Dann wirkten zum zweiten Mal äußere Ereignisse maßgeblich auf die Arbeit der Landesregierung, als Ende Februar 2022, also nur zwei Monate nach der Wahl Giffeys im Abgeordnetenhaus, Russland den zuvor vielfach ignorierten Krieg in der Ukraine massiv ausweitete. Wie bei Corona ging es nun darum, Hilfsprogramme auf den Weg zu bringen, nun auch wegen drohender Energieknappheit und Inflation.
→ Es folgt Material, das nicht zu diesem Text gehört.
/// Heap type for a result field, honoring the heap type recorded on fields
/// that come straight from a heap column.
pub fn row_store_type_for_field(field: &Field) -> Result<TypeOid, BridgeError> {
    if let Some(type_name) = field.metadata().get(UNSUPPORTED_TYPE_METADATA) {
        return Err(BridgeError::unsupported(type_name.clone()));
    }
    let from_arrow = row_store_type_for_arrow(field.data_type())?;
    let recorded = field
        .metadata()
        .get(TYPE_OID_METADATA)
        .and_then(|raw| raw.parse::<u32>().ok())
        .map(TypeOid);
    match recorded {
        // Only trust the recorded type while the Arrow type still matches it.
        Some(oid) if to_columnar_type(oid, -1).arrow_type().equals_datatype(field.data_type()) => {
            Ok(oid)
        }
        Some(TypeOid::NUMERIC) if matches!(field.data_type(), DataType::Decimal128(_, _)) => {
            Ok(TypeOid::NUMERIC)
        }
        _ => Ok(from_arrow),
    }
}

/// Logical type of a heap attribute.
pub fn attribute_type(attr: &Attribute) -> LogicalType {
    to_columnar_type(attr.type_oid, attr.typmod)
}

/// Shifts a heap day number to an Arrow `Date32`. Infinities map to
/// themselves; `None` when the value is outside the heap's date range.
pub fn date_to_columnar(days: i32) -> Option<i32> {
    match days {
        DATE_NOBEGIN | DATE_NOEND => Some(days),
        _ if !(DATE_MIN_DAYS..DATE_END_DAYS).contains(&days) => None,
        _ => days
            .checked_add(DATE_EPOCH_OFFSET_DAYS)
            .filter(|shifted| *shifted != DATE_NOBEGIN && *shifted != DATE_NOEND),
    }
}

/// Shifts an Arrow `Date32` to a heap day number.
pub fn date_to_row_store(days: i32) -> Option<i32> {
    match days {
        DATE_NOBEGIN | DATE_NOEND => Some(days),
        _ => days
            .checked_sub(DATE_EPOCH_OFFSET_DAYS)
            .filter(|shifted| (DATE_MIN_DAYS..DATE_END_DAYS).contains(shifted)),
    }
}

/// Shifts heap microseconds to Arrow microseconds since the Unix epoch.
pub fn timestamp_to_columnar(micros: i64) -> Option<i64> {
    match micros {
        TIMESTAMP_NOBEGIN | TIMESTAMP_NOEND => Some(micros),
        _ if !(TIMESTAMP_MIN_MICROS..TIMESTAMP_END_MICROS).contains(&micros) => None,
        _ => micros
            .checked_add(TIMESTAMP_EPOCH_OFFSET_MICROS)
            .filter(|shifted| *shifted != TIMESTAMP_NOBEGIN && *shifted != TIMESTAMP_NOEND),
    }
}

/// Shifts Arrow microseconds since the Unix epoch to heap microseconds.
pub fn timestamp_to_row_store(micros: i64) -> Option<i64> {
    match micros {
        TIMESTAMP_NOBEGIN | TIMESTAMP_NOEND => Some(micros),
        _ => micros
            .checked_sub(TIMESTAMP_EPOCH_OFFSET_MICROS)
            .filter(|shifted| (TIMESTAMP_MIN_MICROS..TIMESTAMP_END_MICROS).contains(shifted)),
    }
}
Giffey und Sozialsenatorin Katja Kipping, die frühere Bundesvorsitzende der Linkspartei, arbeiteten dabei merklich gut und auch gerne zusammen. Das betonte Giffey nochmals vor einigen Wochen, als eine schwarz-rote Koalition bereits auf dem Weg war.

Weit misslicher war das Verhältnis zwischen der SPD-Chefin und dem führenden Kopf der Grünen im Senat, Bettina Jarasch. Vor allem der Streit der beiden über die zwischenzeitlich illegale Sperrung der Friedrichstraße belastete das Klima in der Koalition.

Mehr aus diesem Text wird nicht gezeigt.